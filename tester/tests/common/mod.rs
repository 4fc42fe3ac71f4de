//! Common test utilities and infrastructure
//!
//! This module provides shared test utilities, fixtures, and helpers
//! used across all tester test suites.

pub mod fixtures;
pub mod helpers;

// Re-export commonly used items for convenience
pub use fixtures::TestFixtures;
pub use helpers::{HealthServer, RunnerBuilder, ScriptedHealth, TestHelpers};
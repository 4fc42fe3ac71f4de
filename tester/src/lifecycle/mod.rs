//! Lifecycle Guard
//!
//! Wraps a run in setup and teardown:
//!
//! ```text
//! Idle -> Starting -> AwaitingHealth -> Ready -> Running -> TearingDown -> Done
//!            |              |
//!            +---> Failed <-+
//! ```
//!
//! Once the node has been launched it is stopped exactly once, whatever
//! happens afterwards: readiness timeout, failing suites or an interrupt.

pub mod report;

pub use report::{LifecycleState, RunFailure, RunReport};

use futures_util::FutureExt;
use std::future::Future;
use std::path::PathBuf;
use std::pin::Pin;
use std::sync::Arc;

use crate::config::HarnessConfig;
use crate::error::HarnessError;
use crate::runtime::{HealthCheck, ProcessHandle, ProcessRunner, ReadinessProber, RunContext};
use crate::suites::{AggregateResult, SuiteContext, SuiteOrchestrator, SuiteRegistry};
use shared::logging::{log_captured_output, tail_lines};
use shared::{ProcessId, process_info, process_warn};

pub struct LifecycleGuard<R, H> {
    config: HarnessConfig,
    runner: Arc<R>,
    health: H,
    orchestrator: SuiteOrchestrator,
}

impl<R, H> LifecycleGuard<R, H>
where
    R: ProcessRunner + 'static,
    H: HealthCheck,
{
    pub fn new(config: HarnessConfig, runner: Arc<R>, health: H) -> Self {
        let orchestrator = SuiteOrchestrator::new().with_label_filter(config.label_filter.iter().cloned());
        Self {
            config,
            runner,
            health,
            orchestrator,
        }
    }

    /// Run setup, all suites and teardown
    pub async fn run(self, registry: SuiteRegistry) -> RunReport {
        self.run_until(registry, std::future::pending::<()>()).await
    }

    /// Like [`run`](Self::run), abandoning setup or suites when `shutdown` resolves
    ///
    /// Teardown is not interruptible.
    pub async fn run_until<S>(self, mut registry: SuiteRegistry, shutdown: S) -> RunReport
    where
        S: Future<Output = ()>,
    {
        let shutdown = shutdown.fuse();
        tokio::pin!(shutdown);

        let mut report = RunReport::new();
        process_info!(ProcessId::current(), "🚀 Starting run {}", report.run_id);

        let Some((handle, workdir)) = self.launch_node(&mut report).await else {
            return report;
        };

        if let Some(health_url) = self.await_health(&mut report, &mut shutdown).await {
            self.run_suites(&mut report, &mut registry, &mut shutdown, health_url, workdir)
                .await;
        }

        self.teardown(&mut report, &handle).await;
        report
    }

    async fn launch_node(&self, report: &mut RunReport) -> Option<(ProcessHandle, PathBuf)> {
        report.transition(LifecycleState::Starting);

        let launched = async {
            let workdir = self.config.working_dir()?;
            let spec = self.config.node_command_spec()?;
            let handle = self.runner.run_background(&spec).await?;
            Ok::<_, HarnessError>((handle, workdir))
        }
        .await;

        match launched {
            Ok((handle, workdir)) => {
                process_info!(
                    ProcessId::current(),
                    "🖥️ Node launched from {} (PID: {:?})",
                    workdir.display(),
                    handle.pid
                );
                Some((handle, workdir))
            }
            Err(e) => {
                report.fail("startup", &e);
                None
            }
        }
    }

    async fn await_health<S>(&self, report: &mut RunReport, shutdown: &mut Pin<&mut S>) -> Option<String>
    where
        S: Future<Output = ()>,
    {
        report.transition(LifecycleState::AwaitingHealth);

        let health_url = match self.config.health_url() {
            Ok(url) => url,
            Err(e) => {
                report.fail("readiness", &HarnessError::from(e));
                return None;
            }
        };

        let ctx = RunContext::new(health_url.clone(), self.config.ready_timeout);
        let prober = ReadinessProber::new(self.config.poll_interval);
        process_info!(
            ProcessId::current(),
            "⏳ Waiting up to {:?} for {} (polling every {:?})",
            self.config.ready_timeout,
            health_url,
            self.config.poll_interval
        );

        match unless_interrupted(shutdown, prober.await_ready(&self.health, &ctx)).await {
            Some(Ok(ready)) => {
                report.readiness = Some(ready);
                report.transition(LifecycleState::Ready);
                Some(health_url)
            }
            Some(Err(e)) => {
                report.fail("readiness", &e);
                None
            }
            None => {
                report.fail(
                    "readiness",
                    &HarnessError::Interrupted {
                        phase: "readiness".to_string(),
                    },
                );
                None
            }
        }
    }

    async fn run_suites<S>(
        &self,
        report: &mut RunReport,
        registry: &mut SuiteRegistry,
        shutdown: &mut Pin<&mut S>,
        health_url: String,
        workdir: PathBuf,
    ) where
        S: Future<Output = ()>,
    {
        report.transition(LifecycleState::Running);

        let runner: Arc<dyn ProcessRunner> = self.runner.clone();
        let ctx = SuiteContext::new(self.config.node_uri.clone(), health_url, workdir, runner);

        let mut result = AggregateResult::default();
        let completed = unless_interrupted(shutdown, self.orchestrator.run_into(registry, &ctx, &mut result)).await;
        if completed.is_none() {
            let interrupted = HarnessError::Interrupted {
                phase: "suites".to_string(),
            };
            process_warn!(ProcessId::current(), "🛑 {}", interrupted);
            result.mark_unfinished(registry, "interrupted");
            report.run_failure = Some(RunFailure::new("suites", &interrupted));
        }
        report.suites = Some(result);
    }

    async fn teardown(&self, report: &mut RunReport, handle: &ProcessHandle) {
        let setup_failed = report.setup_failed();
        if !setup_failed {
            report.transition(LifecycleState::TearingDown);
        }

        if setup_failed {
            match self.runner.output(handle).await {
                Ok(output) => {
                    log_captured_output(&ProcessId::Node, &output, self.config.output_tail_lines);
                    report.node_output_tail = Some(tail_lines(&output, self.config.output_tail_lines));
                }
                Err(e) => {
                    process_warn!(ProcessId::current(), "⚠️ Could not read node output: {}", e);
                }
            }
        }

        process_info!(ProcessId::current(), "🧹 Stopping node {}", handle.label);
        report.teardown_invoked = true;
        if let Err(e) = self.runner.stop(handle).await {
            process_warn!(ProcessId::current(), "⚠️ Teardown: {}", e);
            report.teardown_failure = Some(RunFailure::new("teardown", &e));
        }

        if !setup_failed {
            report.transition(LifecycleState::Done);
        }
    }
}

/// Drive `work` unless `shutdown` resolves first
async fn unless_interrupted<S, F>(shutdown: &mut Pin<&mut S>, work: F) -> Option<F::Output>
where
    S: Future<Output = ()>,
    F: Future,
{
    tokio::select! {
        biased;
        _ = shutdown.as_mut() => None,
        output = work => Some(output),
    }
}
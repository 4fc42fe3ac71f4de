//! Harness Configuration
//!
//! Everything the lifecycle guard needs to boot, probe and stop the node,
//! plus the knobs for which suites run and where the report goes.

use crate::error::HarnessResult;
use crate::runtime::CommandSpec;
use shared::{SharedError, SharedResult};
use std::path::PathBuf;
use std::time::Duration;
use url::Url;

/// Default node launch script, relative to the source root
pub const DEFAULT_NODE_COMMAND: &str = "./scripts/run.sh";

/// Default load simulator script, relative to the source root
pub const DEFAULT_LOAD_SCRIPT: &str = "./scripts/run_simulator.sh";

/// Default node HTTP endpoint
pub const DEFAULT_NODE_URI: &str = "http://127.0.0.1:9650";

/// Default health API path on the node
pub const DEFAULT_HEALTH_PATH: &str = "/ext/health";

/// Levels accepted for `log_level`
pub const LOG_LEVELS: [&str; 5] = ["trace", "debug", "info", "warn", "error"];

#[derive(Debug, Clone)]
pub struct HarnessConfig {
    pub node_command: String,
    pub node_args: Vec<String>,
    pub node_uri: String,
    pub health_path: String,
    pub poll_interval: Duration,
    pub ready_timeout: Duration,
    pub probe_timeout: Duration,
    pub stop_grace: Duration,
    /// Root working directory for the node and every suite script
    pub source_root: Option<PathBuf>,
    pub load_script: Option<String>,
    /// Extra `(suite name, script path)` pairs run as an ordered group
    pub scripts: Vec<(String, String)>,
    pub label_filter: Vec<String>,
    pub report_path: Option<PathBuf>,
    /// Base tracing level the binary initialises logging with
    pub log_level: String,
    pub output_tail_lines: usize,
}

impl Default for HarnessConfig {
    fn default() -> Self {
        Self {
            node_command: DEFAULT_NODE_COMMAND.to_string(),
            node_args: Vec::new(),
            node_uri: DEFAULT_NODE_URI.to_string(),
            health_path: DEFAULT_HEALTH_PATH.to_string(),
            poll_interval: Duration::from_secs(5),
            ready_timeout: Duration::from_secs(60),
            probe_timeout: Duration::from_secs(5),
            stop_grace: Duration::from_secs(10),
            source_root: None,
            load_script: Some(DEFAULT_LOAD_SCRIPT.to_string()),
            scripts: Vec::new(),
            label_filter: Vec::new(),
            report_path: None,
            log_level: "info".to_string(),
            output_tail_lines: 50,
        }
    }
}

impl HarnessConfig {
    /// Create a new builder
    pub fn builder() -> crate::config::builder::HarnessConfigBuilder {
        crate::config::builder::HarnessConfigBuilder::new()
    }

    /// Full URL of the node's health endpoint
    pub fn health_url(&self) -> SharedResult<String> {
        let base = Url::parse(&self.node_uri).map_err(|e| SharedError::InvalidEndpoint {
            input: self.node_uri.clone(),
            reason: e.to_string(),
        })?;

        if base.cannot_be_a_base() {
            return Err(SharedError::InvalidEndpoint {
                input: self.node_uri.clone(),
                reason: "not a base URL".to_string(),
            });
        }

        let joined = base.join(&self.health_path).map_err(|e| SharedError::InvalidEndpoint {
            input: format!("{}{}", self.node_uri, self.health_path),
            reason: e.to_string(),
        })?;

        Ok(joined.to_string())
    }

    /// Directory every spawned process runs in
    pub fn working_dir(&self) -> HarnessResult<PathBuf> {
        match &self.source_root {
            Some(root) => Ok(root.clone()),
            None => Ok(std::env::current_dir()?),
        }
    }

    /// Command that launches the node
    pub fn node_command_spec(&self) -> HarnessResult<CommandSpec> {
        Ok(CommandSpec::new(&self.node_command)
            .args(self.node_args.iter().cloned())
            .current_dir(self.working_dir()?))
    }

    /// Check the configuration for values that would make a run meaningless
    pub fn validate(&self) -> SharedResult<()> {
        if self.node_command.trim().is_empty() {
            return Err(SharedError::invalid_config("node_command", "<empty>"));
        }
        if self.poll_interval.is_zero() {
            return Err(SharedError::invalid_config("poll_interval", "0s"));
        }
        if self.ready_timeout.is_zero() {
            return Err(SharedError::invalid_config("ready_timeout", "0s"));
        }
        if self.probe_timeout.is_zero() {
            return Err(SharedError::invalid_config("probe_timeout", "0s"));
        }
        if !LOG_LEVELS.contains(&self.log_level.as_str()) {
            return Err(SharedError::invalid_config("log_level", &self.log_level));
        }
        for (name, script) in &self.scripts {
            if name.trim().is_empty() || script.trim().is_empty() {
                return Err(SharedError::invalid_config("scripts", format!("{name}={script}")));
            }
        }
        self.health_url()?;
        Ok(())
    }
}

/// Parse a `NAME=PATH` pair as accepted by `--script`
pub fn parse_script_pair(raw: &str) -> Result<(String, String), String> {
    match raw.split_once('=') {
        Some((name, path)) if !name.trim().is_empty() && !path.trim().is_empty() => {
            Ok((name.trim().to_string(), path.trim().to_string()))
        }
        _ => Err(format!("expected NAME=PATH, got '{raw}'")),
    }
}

--------------------

Using the data above, return every line that contains the string "relative".

* _ANSWER SECTION_:
/// Default node launch script, relative to the source root
/// Default load simulator script, relative to the source root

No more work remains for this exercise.